Yep, Raven Ridge is the long term main stream part. We might still see cut Summit Ridge parts after Raven launches. The advantage of the common socket is that they can use either die for the graphics-less parts depending on demand and what they have sitting around.
 
You have to have the same number of cores active for each CCX (Compute Complex) keeping it symmetrical. http://www.eteknix.com/amd-ryzen-zen-6-core-cpus-unsurprisingly-exisit/
  • So if one CCX has two bad cores and the other CCX is all good you have two choices - throw it away or make a four core cpu with 2 cores active per CCX. So you can still end up with a 4 core chip if only 2 cores are bad
  • Next one would be 2 bad in one and 1 bad in the other CCX - that would also make the cpu only good for a 4 core processor
  • Obvious one is 2 bad cores in each CCX = 4 core processor
  • Only time you can make a good 6 core is if each CCX has one bad core or only one CCX has a bad core - meaning the other 7 are still good in that case
So enabling cores may be more tricky than before. As for one CCX having all bad cores and the other CCX still good? L3 would be be cut down but would be interesting because you could have some with 3 bad cores in one CCX and could still save the chip. We just have to see.
 
You have to have the same number of cores active for each CCX (Compute Complex) keeping it symmetrical. http://www.eteknix.com/amd-ryzen-zen-6-core-cpus-unsurprisingly-exisit/
  • So if one CCX has two bad cores and the other CCX is all good you have two choices - throw it away or make a four core cpu with 2 cores active per CCX. So you can still end up with a 4 core chip if only 2 cores are bad
  • Next one would be 2 bad in one and 1 bad in the other CCX - that would also make the cpu only good for a 4 core processor
  • Obvious one is 2 bad cores in each CCX = 4 core processor
  • Only time you can make a good 6 core is if each CCX has one bad core or only one CCX has a bad core - meaning the other 7 are still good in that case
So enabling cores may be more tricky than before. As for one CCX having all bad cores and the other CCX still good? L3 would be be cut down but would be interesting because you could have some with 3 bad cores in one CCX and could still save the chip. We just have to see.

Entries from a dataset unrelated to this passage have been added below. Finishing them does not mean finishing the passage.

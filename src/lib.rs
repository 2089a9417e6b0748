pub mod api; // HTTP surface: routes, handlers, typed error boundary
pub mod config;
pub mod db; // Record store: migrations + repository
pub mod model; // Encoders, decision-tree classifier, prediction adapter
pub mod ocr; // Medicine-label recognition behind the OCR seam
pub mod reference;
pub mod state; // Immutable per-process AppState
pub mod symptoms; // Free-text symptom normalizer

Benchmarks show 4+0 faster than 2+2 (at least in win10) due to no swapping of threads between CCX's despite half the L3 cache. I'd imagine the 6 cores will be 8 cores that have 1 bad core on one (or both) of the CCX's, but not sure they'll make 4 cores that way as it'd be slower, at least with how things currently stand.
 
Added some power figures for 38x on stock cooler, it was not stable on Prime95 Small FFT but the instability seemed to be entirely thermal, so the datapoint is worth something.

pgaster: I'd be interested in seeing if your copy can do 37x at 1.2V like mine, it seems to be a sweet spot (just look at those 38x power figures!)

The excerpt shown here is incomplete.